Gareth made a sour face, as if he had eaten something rotten. ‘My brother abuses me as well as my talents. He thinks that it is funny to send me out to salvage food and parts when it is not safe for him to go raiding other gangs and their territories. He makes me fix his gang’s equipment while I am at the hideout when he is not using me as the butt of his jokes. But I know he needs me, it just upsets him that I am so much better at these tasks than him, so he has to show off for his friends so that they don’t think he’s soft. With my father’s death on some distant planet and my mother’s passing last year he has no one else to truly take care of him.’

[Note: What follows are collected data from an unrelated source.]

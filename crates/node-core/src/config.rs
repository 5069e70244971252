//! Manager configuration resolution
//!
//! Configuration is resolved in layers, later layers overriding earlier ones:
//! 1. Built-in defaults
//! 2. The JSON file named by `NODE_MANAGER_CONFIG`, if set
//! 3. Individual `NODE_MANAGER_*` environment variables

use std::path::PathBuf;

use node_fs::{JsonStore, NormalizedPath};
use serde::{Deserialize, Serialize};

use crate::Result;

pub const ENV_CONFIG: &str = "NODE_MANAGER_CONFIG";
pub const ENV_REPOS: &str = "NODE_MANAGER_REPOS";
pub const ENV_BASE: &str = "NODE_MANAGER_BASE";
pub const ENV_DISCOVER_PLUGIN: &str = "NODE_MANAGER_DISCOVER_PLUGIN";
pub const ENV_LOAD_PLUGIN: &str = "NODE_MANAGER_LOAD_PLUGIN";
pub const ENV_EDIT_PLUGIN: &str = "NODE_MANAGER_EDIT_PLUGIN";
pub const ENV_RELEASE_PLUGIN: &str = "NODE_MANAGER_RELEASE_PLUGIN";
pub const ENV_RELEASE_REPO: &str = "NODE_MANAGER_RELEASE_REPO";
pub const ENV_ARCHIVE_TOOL: &str = "NODE_MANAGER_ARCHIVE_TOOL";
pub const ENV_APPRENTICE: &str = "NODE_MANAGER_APPRENTICE";
pub const ENV_PACKAGES_ROOT: &str = "NODE_MANAGER_PACKAGES_ROOT";
pub const ENV_RELEASE_COMMAND: &str = "NODE_MANAGER_RELEASE_COMMAND";
pub const ENV_USER: &str = "NODE_MANAGER_USER";
pub const ENV_NAMESPACES: &str = "NODE_MANAGER_NAMESPACES";

pub const DEFAULT_DISCOVER_PLUGIN: &str = "DefaultDiscover";
pub const DEFAULT_LOAD_PLUGIN: &str = "DefaultLoad";
pub const DEFAULT_EDIT_PLUGIN: &str = "DefaultEdit";
pub const DEFAULT_RELEASE_PLUGIN: &str = "DefaultRelease";
pub const DEFAULT_ARCHIVE_TOOL: &str = "hotl";

/// Effective manager configuration.
#[derive(Debug, Clone, PartialEq, Serialize, Deserialize)]
#[serde(default)]
pub struct ManagerConfig {
    /// Repository locations: directories, git remotes or package roots
    pub repositories: Vec<String>,

    /// Working root; a fresh temp directory when unset
    pub base: Option<PathBuf>,

    pub discover_plugin: String,
    pub load_plugin: String,
    pub edit_plugin: String,
    pub release_plugin: String,

    /// Repository that releases of untracked definitions go to
    pub release_repo: Option<String>,

    /// Archive tool executable used to expand and collapse definitions
    pub archive_tool: String,

    /// Use the archive tool's apprentice-licence flags
    pub apprentice: bool,

    /// Root the package release command publishes into
    pub packages_root: Option<PathBuf>,

    /// Package release command line, run inside the repository clone
    pub release_command: Option<String>,

    /// Owner of the edit directory
    pub user: String,

    /// Namespaces definitions may be published under; empty allows any
    pub namespaces: Vec<String>,
}

impl Default for ManagerConfig {
    fn default() -> Self {
        Self {
            repositories: Vec::new(),
            base: None,
            discover_plugin: DEFAULT_DISCOVER_PLUGIN.to_string(),
            load_plugin: DEFAULT_LOAD_PLUGIN.to_string(),
            edit_plugin: DEFAULT_EDIT_PLUGIN.to_string(),
            release_plugin: DEFAULT_RELEASE_PLUGIN.to_string(),
            release_repo: None,
            archive_tool: DEFAULT_ARCHIVE_TOOL.to_string(),
            apprentice: false,
            packages_root: None,
            release_command: None,
            user: "user".to_string(),
            namespaces: Vec::new(),
        }
    }
}

impl ManagerConfig {
    /// Resolve from the process environment.
    pub fn from_env() -> Result<Self> {
        Self::from_lookup(|key| std::env::var(key).ok())
    }

    /// Resolve using `lookup` in place of the environment.
    pub fn from_lookup<F>(lookup: F) -> Result<Self>
    where
        F: Fn(&str) -> Option<String>,
    {
        let get = |key: &str| lookup(key).filter(|v| !v.trim().is_empty());

        let mut config = match get(ENV_CONFIG) {
            Some(path) => {
                let path = NormalizedPath::new(path.trim());
                tracing::debug!(path = %path, "Loading manager configuration file");
                JsonStore::new().load(&path)?
            }
            None => Self::default(),
        };

        if let Some(repos) = get(ENV_REPOS) {
            config.repositories = split_locations(&repos);
        }
        if let Some(base) = get(ENV_BASE) {
            config.base = Some(PathBuf::from(base));
        }
        if let Some(name) = get(ENV_DISCOVER_PLUGIN) {
            config.discover_plugin = name;
        }
        if let Some(name) = get(ENV_LOAD_PLUGIN) {
            config.load_plugin = name;
        }
        if let Some(name) = get(ENV_EDIT_PLUGIN) {
            config.edit_plugin = name;
        }
        if let Some(name) = get(ENV_RELEASE_PLUGIN) {
            config.release_plugin = name;
        }
        if let Some(repo) = get(ENV_RELEASE_REPO) {
            config.release_repo = Some(repo);
        }
        if let Some(tool) = get(ENV_ARCHIVE_TOOL) {
            config.archive_tool = tool;
        }
        if let Some(flag) = get(ENV_APPRENTICE) {
            config.apprentice = matches!(flag.trim().to_lowercase().as_str(), "1" | "true" | "yes");
        }
        if let Some(root) = get(ENV_PACKAGES_ROOT) {
            config.packages_root = Some(PathBuf::from(root));
        }
        if let Some(command) = get(ENV_RELEASE_COMMAND) {
            config.release_command = Some(command);
        }
        if let Some(namespaces) = get(ENV_NAMESPACES) {
            config.namespaces = split_locations(&namespaces);
        }
        if let Some(user) = get(ENV_USER).or_else(|| get("USER")).or_else(|| get("USERNAME")) {
            config.user = user;
        }

        Ok(config)
    }
}

/// Split a location list on `,` and `;`.
///
/// `:` is not a separator because it appears in remote URLs.
pub fn split_locations(raw: &str) -> Vec<String> {
    raw.split([',', ';'])
        .map(str::trim)
        .filter(|s| !s.is_empty())
        .map(str::to_string)
        .collect()
}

After some time, Gareth walked up to what appeared to be a smooth wall. Pressing his hand into an alcove formed by the poorly worked joint of a reinforcing beam and the wall, a door slid open and Gareth walked though.

‘Where are you leading me,’ Mohrgen questioned in a slightly clipped and annoyed manner? He was in no mood for games or distractions; he had to get back to his company.

‘Unlike you,’ Gareth stated flatly with his hand masking a brief yawn, ‘I am not able to travel for days without rest. I have to stop, and this is one of my brother’s safe houses where we stash goods and equipment out of the view of the Arbites.’ Gareth moved to a dirty cot that lay on the floor and he slowly lowered himself onto the filthy mattress. ‘Make yourself at home. We have another 8 hours of travel to get to the middle hive.’

Mohrgen looked around the filthy hovel that Gareth had described as a safe house. There was all manner of boxes and crates stacked in the corners, some with the marks of the hive’s merchant houses and others with the Imperial aquilla on them. ‘We should keep going young Gareth. You’ve never faced these creatures, but they are capable of tracking us here should they so choose.’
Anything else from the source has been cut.